Le Gouvernement doit mettre en oeuvre immédiatement l’oukase, qui est entré en vigueur aujourd’hui, au jour de sa publication :
«6. Au Gouvernement de la Fédération de Russie :
a) financer des activités de mobilisation partielle ;
b) prendre les mesures nécessaires pour répondre aux besoins des Forces armées de la Fédération de Russie, des autres troupes, formations et corps militaires pendant la période de mobilisation partielle.

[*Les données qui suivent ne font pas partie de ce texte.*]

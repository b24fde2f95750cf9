//! Transport connection state machine.
//!
//! Owns the connection lifecycle, the reconnect schedule, and the offline
//! outbound queue. Uses the action pattern: methods take time as input and
//! return actions for the driver to execute. No I/O happens here.
//!
//! # State Machine
//!
//! ```text
//!                  connect / reconnect timer
//! ┌──────────────┐ ──────────────────────> ┌────────────┐  link opened  ┌──────┐
//! │ Disconnected │                          │ Connecting │ ────────────> │ Open │
//! └──────────────┘ <────────────────────── └────────────┘               └──────┘
//!        ↑            open failed                                           │
//!        │ <──────────────────────────── link lost (backoff scheduled) ─────┤
//!        │                                                                  │ disconnect
//!        │           link closed          ┌─────────┐                       │
//!        └─────────────────────────────── │ Closing │ <─────────────────────┘
//!                                         └─────────┘
//! ```
//!
//! # Reconnection
//!
//! Only a link that drops unexpectedly (or a reconnect attempt that fails)
//! schedules another attempt. A failure of the first open after an explicit
//! `connect` is reported to the caller instead. Attempt `n` waits
//! [`BackoffPolicy::delay_for_attempt`]`(n)`; once `n` would exceed
//! `max_attempts` the machine emits `ConnectionFailed` and stays
//! disconnected until the caller asks again.

use std::fmt;

use unichat_proto::{Frame, UserId};

use crate::{
    BackoffPolicy, ConnectionError, MAX_TIMER, MonotonicInstant, OutboundEntry, OutboundQueue,
    TransportEvent,
};

/// Connection state
#[derive(Debug, Clone, Copy, PartialEq, Eq, Hash)]
pub enum ConnectionState {
    /// No link and no open in progress
    Disconnected,
    /// Link open requested, not yet confirmed
    Connecting,
    /// Link established, frames flow directly
    Open,
    /// Caller-initiated close in progress
    Closing,
}

impl ConnectionState {
    /// Lowercase state name.
    #[must_use]
    pub fn as_str(self) -> &'static str {
        match self {
            Self::Disconnected => "disconnected",
            Self::Connecting => "connecting",
            Self::Open => "open",
            Self::Closing => "closing",
        }
    }
}
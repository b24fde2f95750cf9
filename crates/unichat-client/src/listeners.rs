//! Listener registry keyed by [`Topic`].
//!
//! Handlers for one topic run in registration order. A handler that returns
//! an error or panics is logged and skipped; the remaining handlers still run
//! and the registry stays usable.

use std::{
    collections::HashMap,
    panic::{AssertUnwindSafe, catch_unwind},
};

use thiserror::Error;
use unichat_core::{Topic, TransportEvent};

/// Failure reported by a listener.
#[derive(Error, Debug, Clone, PartialEq, Eq)]
#[error("handler failed: {0}")]
pub struct HandlerError(pub String);

impl From<&str> for HandlerError {
    fn from(reason: &str) -> Self {
        Self(reason.to_owned())
    }
}

impl From<String> for HandlerError {
    fn from(reason: String) -> Self {
        Self(reason)
    }
}

/// Listener return type.
pub type HandlerResult = Result<(), HandlerError>;

type Handler = Box<dyn FnMut(&TransportEvent) -> HandlerResult + Send>;

/// Handle returned by [`Listeners::subscribe`], used to unsubscribe.
#[derive(Debug, Clone, Copy, PartialEq, Eq, Hash)]
pub struct Subscription {
    topic: Topic,
    id: u64,
}

impl Subscription {
    /// Topic this subscription listens on.
    #[must_use]
    pub fn topic(&self) -> Topic {
        self.topic
    }
}

/// Registered listeners.
#[derive(Default)]
pub struct Listeners {
    next_id: u64,
    by_topic: HashMap<Topic, Vec<(u64, Handler)>>,
}

impl std::fmt::Debug for Listeners {
    fn fmt(&self, f: &mut std::fmt::Formatter<'_>) -> std::fmt::Result {
        f.debug_struct("Listeners").field("count", &self.len()).finish()
    }
}

impl Listeners {
    /// Create an empty registry.
    #[must_use]
    pub fn new() -> Self {
        Self::default()
    }

    /// Register `handler` for `topic`.
    pub fn subscribe<F>(&mut self, topic: Topic, handler: F) -> Subscription
    where
        F: FnMut(&TransportEvent) -> HandlerResult + Send + 'static,
    {
        let id = self.next_id;
        self.next_id += 1;
        self.by_topic.entry(topic).or_default().push((id, Box::new(handler)));

        Subscription { topic, id }
    }

    /// Remove a handler. Returns `false` if it was already gone.
    pub fn unsubscribe(&mut self, subscription: Subscription) -> bool {
        let Some(handlers) = self.by_topic.get_mut(&subscription.topic) else {
            return false;
        };

        let before = handlers.len();
        handlers.retain(|(id, _)| *id != subscription.id);
        let removed = handlers.len() != before;

        if handlers.is_empty() {
            self.by_topic.remove(&subscription.topic);
        }
        removed
    }

    /// Run every handler registered for the event's topic.
    ///
    /// Returns the number of handlers that completed successfully.
    pub fn dispatch(&mut self, event: &TransportEvent) -> usize {
        let topic = event.topic();
        let Some(handlers) = self.by_topic.get_mut(&topic) else {
            return 0;
        };

        let mut succeeded = 0;
        for (id, handler) in handlers.iter_mut() {
            match catch_unwind(AssertUnwindSafe(|| handler(event))) {
                Ok(Ok(())) => succeeded += 1,
                Ok(Err(err)) => {
                    tracing::warn!(?topic, listener = id, %err, "listener failed");
                },
                Err(_) => {
                    tracing::warn!(?topic, listener = id, "listener panicked");
                },
            }
        }
        succeeded
    }

    /// Remove every handler.
    pub fn clear(&mut self) {
        self.by_topic.clear();
    }

    /// Total registered handlers.
    #[must_use]
    pub fn len(&self) -> usize {
        self.by_topic.values().map(Vec::len).sum()
    }

    /// Whether no handler is registered.
    #[must_use]
    pub fn is_empty(&self) -> bool {
        self.by_topic.is_empty()
    }
}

8. Les plus hauts fonctionnaires des entités constitutives de la Fédération de Russie assurent la conscription des citoyens pour le service militaire en vue de leur mobilisation dans les forces armées de la Fédération de Russie en nombre et dans les délais déterminés par le ministère de la Défense de la Fédération de Russie. pour chaque entité constitutive de la Fédération de Russie.
9. Accorder aux citoyens de la Fédération de Russie travaillant dans des organisations du complexe militaro-industriel le droit de surseoir à la conscription pour le service militaire de mobilisation (pour la période de travail dans ces organisations). Les catégories de citoyens de la Fédération de Russie, qui bénéficient du droit d’ajournement, et la procédure d’octroi sont déterminées par le gouvernement de la Fédération de Russie.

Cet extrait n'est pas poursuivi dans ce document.